ABOUT THIS TASK:
Within the material below, locate the line with "document into chunks." and the line with "if let Some(uri)", then return those two lines and all lines between them, exactly as written.

EXCERPTED DATA:
--- START ---

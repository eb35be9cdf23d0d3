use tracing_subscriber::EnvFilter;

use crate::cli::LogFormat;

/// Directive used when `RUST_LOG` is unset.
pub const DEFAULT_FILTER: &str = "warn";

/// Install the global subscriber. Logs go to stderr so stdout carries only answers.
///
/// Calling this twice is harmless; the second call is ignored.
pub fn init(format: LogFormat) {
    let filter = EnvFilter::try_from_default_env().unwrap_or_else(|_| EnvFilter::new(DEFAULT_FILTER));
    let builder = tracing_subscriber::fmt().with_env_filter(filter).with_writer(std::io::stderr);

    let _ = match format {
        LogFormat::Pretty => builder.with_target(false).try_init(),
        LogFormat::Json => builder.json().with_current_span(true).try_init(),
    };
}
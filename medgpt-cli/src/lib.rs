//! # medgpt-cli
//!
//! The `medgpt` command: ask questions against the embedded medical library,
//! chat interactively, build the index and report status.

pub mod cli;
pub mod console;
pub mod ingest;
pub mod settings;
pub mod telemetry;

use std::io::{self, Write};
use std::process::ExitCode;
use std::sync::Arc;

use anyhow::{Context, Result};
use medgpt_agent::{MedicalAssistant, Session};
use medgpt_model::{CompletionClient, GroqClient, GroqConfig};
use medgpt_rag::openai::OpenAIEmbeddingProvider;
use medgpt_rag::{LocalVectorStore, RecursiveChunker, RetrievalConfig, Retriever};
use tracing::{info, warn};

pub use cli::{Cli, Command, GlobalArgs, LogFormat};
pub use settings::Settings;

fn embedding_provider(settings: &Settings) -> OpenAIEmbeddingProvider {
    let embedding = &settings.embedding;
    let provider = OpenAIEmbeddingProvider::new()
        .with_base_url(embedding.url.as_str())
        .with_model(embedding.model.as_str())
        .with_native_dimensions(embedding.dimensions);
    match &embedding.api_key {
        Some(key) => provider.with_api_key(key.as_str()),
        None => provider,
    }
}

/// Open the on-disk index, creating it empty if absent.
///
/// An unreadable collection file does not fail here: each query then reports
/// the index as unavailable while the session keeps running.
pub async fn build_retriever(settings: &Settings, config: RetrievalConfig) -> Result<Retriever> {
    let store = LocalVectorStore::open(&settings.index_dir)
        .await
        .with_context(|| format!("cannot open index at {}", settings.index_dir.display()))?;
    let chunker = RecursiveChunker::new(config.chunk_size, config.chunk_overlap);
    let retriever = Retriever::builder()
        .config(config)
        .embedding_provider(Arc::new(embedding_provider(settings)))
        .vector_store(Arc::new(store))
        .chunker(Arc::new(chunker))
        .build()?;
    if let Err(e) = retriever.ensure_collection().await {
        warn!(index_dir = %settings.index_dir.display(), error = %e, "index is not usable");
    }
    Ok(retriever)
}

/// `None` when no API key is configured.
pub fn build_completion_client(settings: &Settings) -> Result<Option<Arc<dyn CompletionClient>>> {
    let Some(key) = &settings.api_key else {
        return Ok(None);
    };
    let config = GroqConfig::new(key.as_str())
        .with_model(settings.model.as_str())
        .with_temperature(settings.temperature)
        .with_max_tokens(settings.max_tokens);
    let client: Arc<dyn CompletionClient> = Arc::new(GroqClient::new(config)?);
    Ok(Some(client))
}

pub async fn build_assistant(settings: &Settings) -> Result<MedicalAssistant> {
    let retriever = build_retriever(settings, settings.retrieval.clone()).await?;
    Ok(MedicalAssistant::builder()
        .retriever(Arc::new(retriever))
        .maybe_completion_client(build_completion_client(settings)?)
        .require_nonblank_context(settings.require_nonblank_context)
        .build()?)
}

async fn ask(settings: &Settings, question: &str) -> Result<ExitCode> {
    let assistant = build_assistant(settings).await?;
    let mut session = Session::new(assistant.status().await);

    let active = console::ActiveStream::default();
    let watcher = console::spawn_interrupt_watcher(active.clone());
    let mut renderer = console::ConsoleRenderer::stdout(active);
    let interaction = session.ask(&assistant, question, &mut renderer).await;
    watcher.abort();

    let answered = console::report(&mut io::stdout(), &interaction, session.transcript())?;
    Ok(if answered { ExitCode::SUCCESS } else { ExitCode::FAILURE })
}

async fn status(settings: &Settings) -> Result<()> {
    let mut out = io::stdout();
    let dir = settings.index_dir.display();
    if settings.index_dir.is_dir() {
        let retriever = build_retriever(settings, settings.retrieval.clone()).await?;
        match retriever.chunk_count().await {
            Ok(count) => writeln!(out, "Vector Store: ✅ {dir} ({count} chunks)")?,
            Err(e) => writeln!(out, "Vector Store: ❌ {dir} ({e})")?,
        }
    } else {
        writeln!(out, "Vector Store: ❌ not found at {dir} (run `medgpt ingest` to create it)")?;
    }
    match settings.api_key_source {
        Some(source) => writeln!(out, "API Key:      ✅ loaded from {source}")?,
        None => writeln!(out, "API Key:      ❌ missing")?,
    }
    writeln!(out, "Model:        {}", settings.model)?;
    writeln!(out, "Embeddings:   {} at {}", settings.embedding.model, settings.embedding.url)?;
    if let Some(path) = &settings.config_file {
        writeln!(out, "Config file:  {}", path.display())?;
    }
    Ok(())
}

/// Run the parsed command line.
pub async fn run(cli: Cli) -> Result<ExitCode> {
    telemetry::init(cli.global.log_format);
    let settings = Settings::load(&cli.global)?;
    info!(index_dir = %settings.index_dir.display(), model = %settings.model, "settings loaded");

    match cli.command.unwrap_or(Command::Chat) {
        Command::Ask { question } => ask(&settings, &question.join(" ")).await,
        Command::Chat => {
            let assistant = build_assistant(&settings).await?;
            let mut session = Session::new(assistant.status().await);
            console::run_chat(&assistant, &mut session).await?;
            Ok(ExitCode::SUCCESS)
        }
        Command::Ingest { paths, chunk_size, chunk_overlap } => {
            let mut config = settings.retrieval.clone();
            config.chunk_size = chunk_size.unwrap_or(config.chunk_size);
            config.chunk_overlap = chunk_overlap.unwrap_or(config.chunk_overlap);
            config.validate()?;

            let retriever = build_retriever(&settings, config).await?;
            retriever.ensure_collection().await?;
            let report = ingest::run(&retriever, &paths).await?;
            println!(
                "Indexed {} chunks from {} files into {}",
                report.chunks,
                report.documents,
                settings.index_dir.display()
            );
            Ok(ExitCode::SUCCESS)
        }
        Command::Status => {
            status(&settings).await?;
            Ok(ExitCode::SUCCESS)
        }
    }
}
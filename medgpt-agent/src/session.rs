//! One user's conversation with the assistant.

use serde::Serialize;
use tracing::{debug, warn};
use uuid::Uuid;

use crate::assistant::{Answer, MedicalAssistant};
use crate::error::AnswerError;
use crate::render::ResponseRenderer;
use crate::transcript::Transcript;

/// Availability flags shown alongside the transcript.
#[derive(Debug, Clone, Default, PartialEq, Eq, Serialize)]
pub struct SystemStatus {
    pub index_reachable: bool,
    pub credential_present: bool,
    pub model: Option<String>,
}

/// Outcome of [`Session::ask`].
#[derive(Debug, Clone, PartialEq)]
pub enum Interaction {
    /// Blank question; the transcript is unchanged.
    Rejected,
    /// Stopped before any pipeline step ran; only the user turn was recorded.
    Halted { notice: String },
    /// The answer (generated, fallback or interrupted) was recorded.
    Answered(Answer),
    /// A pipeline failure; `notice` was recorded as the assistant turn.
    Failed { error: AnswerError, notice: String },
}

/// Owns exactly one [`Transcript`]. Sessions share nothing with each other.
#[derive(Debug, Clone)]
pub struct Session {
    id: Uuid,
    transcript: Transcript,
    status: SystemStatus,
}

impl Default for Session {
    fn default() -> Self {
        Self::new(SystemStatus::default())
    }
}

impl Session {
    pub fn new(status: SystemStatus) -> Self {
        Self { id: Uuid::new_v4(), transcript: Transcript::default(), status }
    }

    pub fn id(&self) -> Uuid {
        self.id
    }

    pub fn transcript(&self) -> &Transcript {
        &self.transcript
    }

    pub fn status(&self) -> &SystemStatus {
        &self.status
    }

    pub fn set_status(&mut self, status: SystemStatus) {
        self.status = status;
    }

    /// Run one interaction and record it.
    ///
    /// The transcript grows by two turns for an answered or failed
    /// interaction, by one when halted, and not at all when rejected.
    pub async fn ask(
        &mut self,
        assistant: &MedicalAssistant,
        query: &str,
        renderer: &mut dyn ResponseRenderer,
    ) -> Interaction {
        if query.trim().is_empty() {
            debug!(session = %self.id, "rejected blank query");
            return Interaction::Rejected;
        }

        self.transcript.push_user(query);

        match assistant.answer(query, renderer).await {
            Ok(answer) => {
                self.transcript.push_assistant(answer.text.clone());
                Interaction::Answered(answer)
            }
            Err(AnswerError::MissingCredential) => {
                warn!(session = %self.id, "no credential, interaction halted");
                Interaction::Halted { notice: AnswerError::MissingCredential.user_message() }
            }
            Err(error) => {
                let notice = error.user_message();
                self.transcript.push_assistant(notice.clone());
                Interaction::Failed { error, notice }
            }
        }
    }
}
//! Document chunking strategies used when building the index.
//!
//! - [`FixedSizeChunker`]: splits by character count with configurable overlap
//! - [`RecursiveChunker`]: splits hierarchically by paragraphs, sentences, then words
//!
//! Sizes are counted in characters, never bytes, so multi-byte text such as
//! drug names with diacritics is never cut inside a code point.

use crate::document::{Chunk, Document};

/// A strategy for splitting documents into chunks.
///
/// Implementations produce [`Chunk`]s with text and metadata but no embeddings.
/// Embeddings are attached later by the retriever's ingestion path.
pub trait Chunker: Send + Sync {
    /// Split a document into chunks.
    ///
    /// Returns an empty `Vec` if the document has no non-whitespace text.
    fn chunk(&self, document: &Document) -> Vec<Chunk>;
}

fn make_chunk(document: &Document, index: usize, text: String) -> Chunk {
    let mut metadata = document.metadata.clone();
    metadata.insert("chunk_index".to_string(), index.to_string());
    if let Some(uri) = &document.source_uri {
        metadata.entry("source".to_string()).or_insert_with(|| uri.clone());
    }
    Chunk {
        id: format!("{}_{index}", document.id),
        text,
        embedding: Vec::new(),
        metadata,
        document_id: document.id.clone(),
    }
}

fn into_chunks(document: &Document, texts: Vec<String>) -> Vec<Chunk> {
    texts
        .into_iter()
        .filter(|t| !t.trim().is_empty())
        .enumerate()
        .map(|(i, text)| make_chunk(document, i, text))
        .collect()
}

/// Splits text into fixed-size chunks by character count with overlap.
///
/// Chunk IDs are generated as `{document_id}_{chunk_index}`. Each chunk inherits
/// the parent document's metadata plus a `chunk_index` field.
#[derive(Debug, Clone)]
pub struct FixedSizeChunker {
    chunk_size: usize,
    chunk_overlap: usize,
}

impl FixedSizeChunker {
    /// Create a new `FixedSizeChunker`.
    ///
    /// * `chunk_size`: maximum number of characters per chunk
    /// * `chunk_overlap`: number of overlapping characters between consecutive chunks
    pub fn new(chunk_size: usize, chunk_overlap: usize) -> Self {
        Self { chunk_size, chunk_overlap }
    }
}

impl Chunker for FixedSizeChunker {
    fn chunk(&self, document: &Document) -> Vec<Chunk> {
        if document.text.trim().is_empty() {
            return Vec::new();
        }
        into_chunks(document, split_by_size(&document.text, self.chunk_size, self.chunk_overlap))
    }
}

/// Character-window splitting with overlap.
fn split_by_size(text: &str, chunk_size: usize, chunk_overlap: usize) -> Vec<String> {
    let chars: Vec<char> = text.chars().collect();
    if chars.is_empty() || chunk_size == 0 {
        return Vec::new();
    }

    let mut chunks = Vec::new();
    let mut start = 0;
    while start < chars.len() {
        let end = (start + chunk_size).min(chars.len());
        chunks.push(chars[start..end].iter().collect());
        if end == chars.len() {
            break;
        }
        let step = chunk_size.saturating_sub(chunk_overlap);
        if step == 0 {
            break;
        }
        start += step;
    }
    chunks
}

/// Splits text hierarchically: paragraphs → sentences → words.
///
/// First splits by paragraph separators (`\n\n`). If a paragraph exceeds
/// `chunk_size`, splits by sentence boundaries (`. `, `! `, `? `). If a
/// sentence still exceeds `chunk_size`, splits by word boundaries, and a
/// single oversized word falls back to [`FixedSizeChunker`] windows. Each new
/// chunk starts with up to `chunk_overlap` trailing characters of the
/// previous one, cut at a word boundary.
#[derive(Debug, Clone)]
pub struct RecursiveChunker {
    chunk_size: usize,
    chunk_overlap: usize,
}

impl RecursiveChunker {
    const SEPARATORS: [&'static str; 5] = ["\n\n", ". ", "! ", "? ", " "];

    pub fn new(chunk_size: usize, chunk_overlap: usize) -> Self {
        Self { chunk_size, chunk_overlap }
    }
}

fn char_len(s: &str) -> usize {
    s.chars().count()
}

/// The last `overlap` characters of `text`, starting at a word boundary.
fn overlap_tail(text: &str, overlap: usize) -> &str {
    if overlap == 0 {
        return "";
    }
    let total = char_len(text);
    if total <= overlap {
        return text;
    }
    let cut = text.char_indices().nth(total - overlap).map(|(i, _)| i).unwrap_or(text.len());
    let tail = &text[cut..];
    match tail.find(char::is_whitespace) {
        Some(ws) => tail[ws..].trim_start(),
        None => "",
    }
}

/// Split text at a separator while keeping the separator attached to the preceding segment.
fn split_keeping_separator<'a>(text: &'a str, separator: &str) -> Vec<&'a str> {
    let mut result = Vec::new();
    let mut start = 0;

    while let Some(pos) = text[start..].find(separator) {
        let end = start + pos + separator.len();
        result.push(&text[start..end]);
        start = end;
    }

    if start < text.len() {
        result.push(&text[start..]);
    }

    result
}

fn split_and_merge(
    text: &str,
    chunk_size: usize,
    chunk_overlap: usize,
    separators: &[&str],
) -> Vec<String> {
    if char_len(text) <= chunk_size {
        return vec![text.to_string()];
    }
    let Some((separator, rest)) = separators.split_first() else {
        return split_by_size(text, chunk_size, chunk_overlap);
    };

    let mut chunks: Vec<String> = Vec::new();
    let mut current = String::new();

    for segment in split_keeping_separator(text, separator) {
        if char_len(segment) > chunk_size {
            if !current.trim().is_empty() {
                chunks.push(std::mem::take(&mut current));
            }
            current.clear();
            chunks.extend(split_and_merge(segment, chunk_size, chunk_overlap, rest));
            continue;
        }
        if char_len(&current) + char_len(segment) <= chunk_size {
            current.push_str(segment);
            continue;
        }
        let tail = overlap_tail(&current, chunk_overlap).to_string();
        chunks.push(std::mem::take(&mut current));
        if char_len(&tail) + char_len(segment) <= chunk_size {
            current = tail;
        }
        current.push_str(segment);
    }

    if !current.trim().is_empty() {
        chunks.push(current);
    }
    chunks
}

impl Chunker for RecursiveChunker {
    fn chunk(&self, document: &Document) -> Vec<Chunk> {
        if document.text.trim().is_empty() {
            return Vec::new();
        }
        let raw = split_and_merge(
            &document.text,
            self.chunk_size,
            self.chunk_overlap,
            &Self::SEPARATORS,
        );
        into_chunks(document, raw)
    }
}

--- END ---

SOLVED EXERCISE:
    /// Split a document into chunks.
    ///
    /// Returns an empty `Vec` if the document has no non-whitespace text.
    fn chunk(&self, document: &Document) -> Vec<Chunk>;
}

fn make_chunk(document: &Document, index: usize, text: String) -> Chunk {
    let mut metadata = document.metadata.clone();
    metadata.insert("chunk_index".to_string(), index.to_string());
    if let Some(uri) = &document.source_uri {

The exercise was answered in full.